Dr Patrick O’Rourke
Submitted June 14, 2017
The science behind the use of attachments placed on teeth during sequential aligner therapy is as follows. The attachments enable the aligners to exert a more specific pressure/force on the tooth in the direction of the movement required than the aligner alone. They enhance tipping movements, rotation movements, bodily movements and aid in anchorage and retention of the aligner.
Through the development of the attachments they started as crude hand carved/moulded composite placed by the dentist on the teeth. The movement produced was often unpredictable and the outcome could be less than ideal. Over the years the attachments have become a lot more sophisticated and in combination with other aligner features movements are now predictable and outcomes a lot more ideal and aesthetically pleasing.

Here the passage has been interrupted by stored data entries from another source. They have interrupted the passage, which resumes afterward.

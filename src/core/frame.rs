//! # Field Framing
//!
//! Timed primitives for reading and writing HostConnect fields.
//!
//! The stream is split once at accept time: the command loop owns the
//! [`FrameReader`] and the connection handle owns the [`FrameWriter`]. Every
//! read and every write is bounded by the half's current timeout, which the
//! session raises after authentication.
//!
//! Outbound frames are assembled in memory with [`FrameBuilder`] and written
//! with a single `write_all`, so a frame is never interleaved with another
//! writer's bytes.

use std::io;
use std::time::Duration;

use bytes::{Buf, BufMut, Bytes, BytesMut};
use tokio::io::{AsyncRead, AsyncReadExt, AsyncWrite, AsyncWriteExt};

use crate::core::command::Command;
use crate::error::{AuthFailure, ProtocolError, Result};
use crate::utils::timeout::with_timeout_error;

/// Type-erased write half, so handles are not generic over the socket type.
pub type BoxedWriter = Box<dyn AsyncWrite + Send + Unpin>;

/// Map a read failure to the transport taxonomy.
fn read_error(err: io::Error) -> ProtocolError {
    if err.kind() == io::ErrorKind::UnexpectedEof {
        ProtocolError::ConnectionClosed
    } else {
        ProtocolError::Io(err)
    }
}

fn decode_utf8(bytes: &[u8], field: &'static str) -> Result<String> {
    std::str::from_utf8(bytes)
        .map(str::to_owned)
        .map_err(|_| ProtocolError::InvalidUtf8(field))
}

/// Timed reader for the inbound half of a connection.
pub struct FrameReader<R> {
    inner: R,
    timeout: Duration,
}

impl<R: AsyncRead + Unpin> FrameReader<R> {
    pub fn new(inner: R, timeout: Duration) -> Self {
        Self { inner, timeout }
    }

    /// Change the bound applied to every subsequent read.
    pub fn set_timeout(&mut self, timeout: Duration) {
        self.timeout = timeout;
    }

    pub fn timeout(&self) -> Duration {
        self.timeout
    }

    /// Read exactly `len` bytes.
    ///
    /// # Errors
    /// `ConnectionClosed` if the peer closes first, `Timeout` if the bound
    /// expires, `Io` for anything else.
    pub async fn read_exact_bytes(&mut self, len: usize) -> Result<Bytes> {
        let timeout = self.timeout;
        let inner = &mut self.inner;
        let mut buf = BytesMut::zeroed(len);
        with_timeout_error(
            async {
                inner.read_exact(&mut buf).await.map_err(read_error)?;
                Ok(())
            },
            timeout,
        )
        .await?;
        Ok(buf.freeze())
    }

    async fn read_array<const N: usize>(&mut self) -> Result<[u8; N]> {
        let timeout = self.timeout;
        let inner = &mut self.inner;
        let mut buf = [0u8; N];
        with_timeout_error(
            async {
                inner.read_exact(&mut buf).await.map_err(read_error)?;
                Ok(())
            },
            timeout,
        )
        .await?;
        Ok(buf)
    }

    pub async fn read_u8(&mut self) -> Result<u8> {
        let [byte] = self.read_array::<1>().await?;
        Ok(byte)
    }

    pub async fn read_u16(&mut self) -> Result<u16> {
        Ok(u16::from_be_bytes(self.read_array::<2>().await?))
    }

    pub async fn read_u32(&mut self) -> Result<u32> {
        Ok(u32::from_be_bytes(self.read_array::<4>().await?))
    }

    pub async fn read_i32(&mut self) -> Result<i32> {
        Ok(i32::from_be_bytes(self.read_array::<4>().await?))
    }

    /// Read `len` bytes and decode them as UTF-8.
    pub async fn read_utf8(&mut self, len: usize, field: &'static str) -> Result<String> {
        let bytes = self.read_exact_bytes(len).await?;
        decode_utf8(&bytes, field)
    }

    pub fn into_inner(self) -> R {
        self.inner
    }
}

/// Timed writer for the outbound half of a connection.
pub struct FrameWriter<W> {
    inner: W,
    timeout: Duration,
}

impl<W: AsyncWrite + Unpin> FrameWriter<W> {
    pub fn new(inner: W, timeout: Duration) -> Self {
        Self { inner, timeout }
    }

    pub fn set_timeout(&mut self, timeout: Duration) {
        self.timeout = timeout;
    }

    pub fn timeout(&self) -> Duration {
        self.timeout
    }

    /// Write a complete frame and flush it.
    pub async fn write_frame(&mut self, frame: &[u8]) -> Result<()> {
        let timeout = self.timeout;
        let inner = &mut self.inner;
        with_timeout_error(
            async {
                inner.write_all(frame).await?;
                inner.flush().await?;
                Ok(())
            },
            timeout,
        )
        .await
    }

    pub fn into_inner(self) -> W {
        self.inner
    }
}

impl<W: AsyncWrite + Send + Unpin + 'static> FrameWriter<W> {
    /// Erase the concrete socket type.
    pub fn boxed(self) -> FrameWriter<BoxedWriter> {
        FrameWriter {
            inner: Box::new(self.inner),
            timeout: self.timeout,
        }
    }
}

/// In-memory frame assembly.
#[derive(Debug, Default)]
pub struct FrameBuilder {
    buf: BytesMut,
}

impl FrameBuilder {
    /// Empty builder with no opcode.
    pub fn new() -> Self {
        Self::default()
    }

    /// Builder whose first byte is `command`.
    pub fn command(command: Command) -> Self {
        let mut builder = Self::new();
        builder.put_u8(command.as_byte());
        builder
    }

    pub fn put_u8(&mut self, value: u8) -> &mut Self {
        self.buf.put_u8(value);
        self
    }

    pub fn put_u16(&mut self, value: u16) -> &mut Self {
        self.buf.put_u16(value);
        self
    }

    pub fn put_u32(&mut self, value: u32) -> &mut Self {
        self.buf.put_u32(value);
        self
    }

    pub fn put_raw(&mut self, bytes: &[u8]) -> &mut Self {
        self.buf.put_slice(bytes);
        self
    }

    /// u8 length + UTF-8 bytes.
    pub fn put_utf8_u8(&mut self, field: &'static str, value: &str) -> Result<&mut Self> {
        let len = u8::try_from(value.len()).map_err(|_| ProtocolError::FieldTooLong {
            field,
            length: value.len(),
            max: u8::MAX as usize,
        })?;
        self.buf.put_u8(len);
        self.buf.put_slice(value.as_bytes());
        Ok(self)
    }

    /// u16 length + UTF-8 bytes.
    pub fn put_utf8_u16(&mut self, field: &'static str, value: &str) -> Result<&mut Self> {
        self.put_bytes_u16(field, value.as_bytes())
    }

    /// u16 length + raw bytes.
    pub fn put_bytes_u16(&mut self, field: &'static str, value: &[u8]) -> Result<&mut Self> {
        let len = u16::try_from(value.len()).map_err(|_| ProtocolError::FieldTooLong {
            field,
            length: value.len(),
            max: u16::MAX as usize,
        })?;
        self.buf.put_u16(len);
        self.buf.put_slice(value);
        Ok(self)
    }

    pub fn len(&self) -> usize {
        self.buf.len()
    }

    pub fn is_empty(&self) -> bool {
        self.buf.is_empty()
    }

    pub fn finish(self) -> Bytes {
        self.buf.freeze()
    }
}

/// Parser over the authentication response block.
///
/// The block is read from the socket in one piece, so running out of bytes
/// here means the host declared a block too short for its own fields.
#[derive(Debug)]
pub struct BlockReader {
    buf: Bytes,
}

impl BlockReader {
    pub fn new(buf: Bytes) -> Self {
        Self { buf }
    }

    fn ensure(&self, len: usize) -> Result<()> {
        if self.buf.remaining() < len {
            return Err(AuthFailure::AuthResponseTruncated.into());
        }
        Ok(())
    }

    pub fn read_u8(&mut self) -> Result<u8> {
        self.ensure(1)?;
        Ok(self.buf.get_u8())
    }

    pub fn read_u16(&mut self) -> Result<u16> {
        self.ensure(2)?;
        Ok(self.buf.get_u16())
    }

    pub fn read_bytes(&mut self, len: usize) -> Result<Bytes> {
        self.ensure(len)?;
        Ok(self.buf.copy_to_bytes(len))
    }

    pub fn read_utf8(&mut self, len: usize, field: &'static str) -> Result<String> {
        let bytes = self.read_bytes(len)?;
        decode_utf8(&bytes, field)
    }

    /// Bytes not yet consumed. Anything left after the known fields is
    /// ignored by the handshake.
    pub fn remaining(&self) -> usize {
        self.buf.remaining()
    }
}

The attachments have become common place now for rotations, intrusions, extrusions, retention and anchorage and more recently in bodily movements in keeping the teeth upright especially in extraction cases and closure of the extraction space. The new attachments for extraction cases work as a multiunit placed across a number of teeth to deliver the desired force and movements to close the space and create the desired result.
New features of deep bite correction also use enhanced attachments or optimised attachments on the premolar teeth to aid in deep bite and curve of spee correction. The lower anterior teeth are intruded with pressure points and deep bite attachments on premolars to aid in anchorage and extrusion of the premolars, hence flattening the arch and creating a more desirable appearance.
The purpose of the attachments is to allow the aligner to exert a force on the tooth to create movement in the desired direction. This is achieved in function by the shape and form of the attachment and different angled planes that allow the aligner to sit over the attachment deform slightly and apply the force in the direction of the movement. Not only have the attachments developed over the years but also the aligner material now Smart Track which is a more flexible polymer capable of exerting increased force to the teeth and attachments for a longer period of time before fatigue occurs.